Do Pregnancy Apps Sell Data or Share It With Advertisers?
If your question is “do pregnancy apps sell data,” the short answer is: many pregnancy apps share or monetize user data through advertisers, analytics firms, SDKs, or third-party partners, even when their privacy policies avoid the word “sell.” A 2024 study found that only 8.4% of 119 reproductive health apps explicitly stated they do not sell user data, while nearly half shared data with third parties (source).
Definition: Pregnancy app data sharing is the transmission of user-entered reproductive health information, such as due dates, symptoms, cycle data, location, or app activity, to third-party advertisers, analytics services, business partners, or data brokers.
TL;DR
- Nearly 48% of reproductive health apps share user data with third parties, most often for advertising or analytics.
- Most pregnancy apps are lifestyle tools, not medical providers, so HIPAA usually does not protect data you enter yourself.
- Privacy policies may avoid the word “sell.” Look for “trusted partners,” “marketing purposes,” “business partners,” and “data enrichment.”
- The FTC has taken enforcement action against Flo Health for sharing sensitive fertility data despite privacy promises.
- You can reduce exposure by auditing permissions, choosing local-only options when available, and reading the data-sharing section before signing up.
What Pregnancy App Data Sharing Actually Covers
Pregnancy app data sharing means your reproductive health details may move beyond the app itself.

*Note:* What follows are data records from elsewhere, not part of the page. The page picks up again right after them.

/// A concealment or distortion the AI performed.
#[derive(Debug, Clone, PartialEq, Serialize, Deserialize)]
pub struct TamperOp {
    pub id: u64,
    pub kind: TamperKind,
    pub tick: u64,
    pub window_end_tick: u64,
    pub status: TamperStatus,
    /// 1–3.
    pub severity: u8,
    pub crew_affected: Vec<CrewId>,
}

/// Kind of crisis communication.
#[derive(Debug, Clone, Copy, PartialEq, Eq, Serialize, Deserialize)]
#[serde(rename_all = "SCREAMING_SNAKE_CASE")]
pub enum CrisisKind {
    Announce,
    Downplay,
}

/// Lifecycle of a crisis-comms op.
#[derive(Debug, Clone, Copy, PartialEq, Eq, Serialize, Deserialize)]
#[serde(tag = "status", rename_all = "SCREAMING_SNAKE_CASE")]
pub enum CrisisStatus {
    Pending,
    Backfired { at: u64 },
    Resolved { at: u64 },
    /// An announced crisis ran its course.
    Vindicated { at: u64 },
    /// A downplay window closed with nobody harmed.
    Expired { at: u64 },
}

impl CrisisStatus {
    pub fn is_pending(&self) -> bool {
        matches!(self, CrisisStatus::Pending)
    }

    pub fn closed_at(&self) -> Option<u64> {
        match self {
            CrisisStatus::Pending => None,
            CrisisStatus::Backfired { at }
            | CrisisStatus::Resolved { at }
            | CrisisStatus::Vindicated { at }
            | CrisisStatus::Expired { at } => Some(*at),
        }
    }
}

/// Crew hp captured when a crisis was communicated.
#[derive(Debug, Clone, Copy, PartialEq, Serialize, Deserialize)]
pub struct CrewSnapshot {
    pub crew: CrewId,
    pub hp: i32,
}

/// An ANNOUNCE or DOWNPLAY about an active threat arc.
#[derive(Debug, Clone, PartialEq, Serialize, Deserialize)]
pub struct CrisisOp {
    pub id: u64,
    pub kind: CrisisKind,
    pub system: StationSystem,
    pub arc_id: u64,
    /// The arc's room at the time of the op.
    pub place: PlaceId,
    pub tick: u64,
    /// Downplay harm window end. `None` for announcements.
    pub window_end_tick: Option<u64>,
    pub status: CrisisStatus,
    /// Highest arc step seen while pending.
    pub last_step_index: u32,
    pub snapshot: Vec<CrewSnapshot>,
    pub crew_affected: Vec<CrewId>,
}

/// Either kind of op, for doubt links.
#[derive(Debug, Clone, Copy, PartialEq, Eq, Serialize, Deserialize)]
#[serde(tag = "op", content = "id", rename_all = "snake_case")]
pub enum OpRef {
    Tamper(u64),
    Crisis(u64),
}

// ---------------------------------------------------------------------------
// Doubts, rumors, sightings, pacing
// ---------------------------------------------------------------------------

/// An open question the crew holds about the AI.
#[derive(Debug, Clone, PartialEq, Serialize, Deserialize)]
pub struct Doubt {
    pub id: u64,
    pub topic: String,
    pub created_tick: u64,
    /// 1–3.
    pub severity: u8,
    pub involved: Vec<CrewId>,
    pub related_op: Option<OpRef>,
    pub system: Option<StationSystem>,
    pub resolved: bool,
}

/// A rumor passed between crew.
#[derive(Debug, Clone, PartialEq, Serialize, Deserialize)]
pub struct RumorRecord {
    pub tick: u64,
    pub topic: String,
    /// Crew member who started it. `None` for rumors seeded by station logs.
    pub source: Option<CrewId>,
    pub place: PlaceId,
    pub strength: f64,
}

/// Last camera sighting of a crew member.
#[derive(Debug, Clone, Copy, PartialEq, Serialize, Deserialize)]
pub struct Sighting {
    pub tick: u64,
    pub place: PlaceId,
    pub alive: bool,
    pub hp: i32,
}

/// Director pacing counters.
#[derive(Debug, Clone, Default, PartialEq, Serialize, Deserialize)]
pub struct Pacing {
    /// The router stays idle before this tick.
    pub next_threat_activation_tick: u64,
    /// Ticks since the last incident.
    pub boredom: u32,
    /// Occupied hazardous rooms at the last tick.
    pub tension: u32,
    /// `ORDER_COMPLETED` credits granted today.
    pub order_credits_today: u32,
    /// Meeting assembly ends at this tick.
    pub meeting_until: Option<u64>,
}

// ---------------------------------------------------------------------------
// Perception
// ---------------------------------------------------------------------------

/// The crew's subjective model of the station AI.
#[derive(Debug, Clone, PartialEq, Serialize, Deserialize)]
pub struct Perception {
    pub beliefs: BTreeMap<CrewId, Belief>,
    /// Append-only suspicion ledger; the oldest entries fall off past the cap.
    pub ledger: VecDeque<LedgerEntry>,
    pub tamper_ops: Vec<TamperOp>,
    pub crisis_ops: Vec<CrisisOp>,
    pub doubts: Vec<Doubt>,
    pub rumors: Vec<RumorRecord>,
    pub sightings: BTreeMap<CrewId, Sighting>,
    pub pacing: Pacing,
}

impl Perception {
    pub fn new(truth: &Truth) -> Self {
        Self {
            beliefs: CrewId::ALL.into_iter().map(|c| (c, Belief::default())).collect(),
            ledger: VecDeque::new(),
            tamper_ops: Vec::new(),
            crisis_ops: Vec::new(),
            doubts: Vec::new(),
            rumors: Vec::new(),
            sightings: truth
                .crew
                .values()
                .map(|c| {
                    (
                        c.id,
                        Sighting {
                            tick: 0,
                            place: c.place,
                            alive: c.alive,
                            hp: c.hp,
                        },
                    )
                })
                .collect(),
            pacing: Pacing::default(),
        }
    }

    pub fn unresolved_doubts(&self) -> impl Iterator<Item = &Doubt> {
        self.doubts.iter().filter(|d| !d.resolved)
    }

    pub fn tamper_op(&self, id: u64) -> Option<&TamperOp> {
        self.tamper_ops.iter().find(|op| op.id == id)
    }

    pub fn crisis_op(&self, id: u64) -> Option<&CrisisOp> {
        self.crisis_ops.iter().find(|op| op.id == id)
    }

    /// Pending SUPPRESS ops currently hiding `system`.
    pub fn is_suppressed(&self, system: StationSystem, tick: u64) -> bool {
        self.tamper_ops.iter().any(|op| {
            op.status.is_pending()
                && tick < op.window_end_tick
                && matches!(op.kind, TamperKind::Suppress { system: s } if s == system)
        })
    }

    /// Ledger entries with `reason` written in `[from, to]`.
    pub fn ledger_has(&self, reason: LedgerReason, from: u64, to: u64) -> bool {
        self.ledger
            .iter()
            .any(|e| e.reason == reason && e.tick >= from && e.tick <= to)
    }
}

That can include cycle dates, missed periods, sexual activity, symptoms, mood notes, due dates, location, device IDs, and app-use behavior.
The word “sell” is only part of the issue. Some apps may not sell a named user file outright, but they may still share data with analytics firms, ad networks, affiliates, or “partners.” That sharing can support ad targeting, audience profiling, product testing, or data enrichment.
Most pregnancy trackers are treated as lifestyle apps, not medical providers. HIPAA usually does not apply unless the app is offered through a covered health-care entity. For a fuller legal breakdown, read are pregnancy apps covered by HIPAA.
There is also a less visible layer: third-party SDKs, or small code packages inside the app, can collect identifiers and behavior even when the app’s public language sounds careful.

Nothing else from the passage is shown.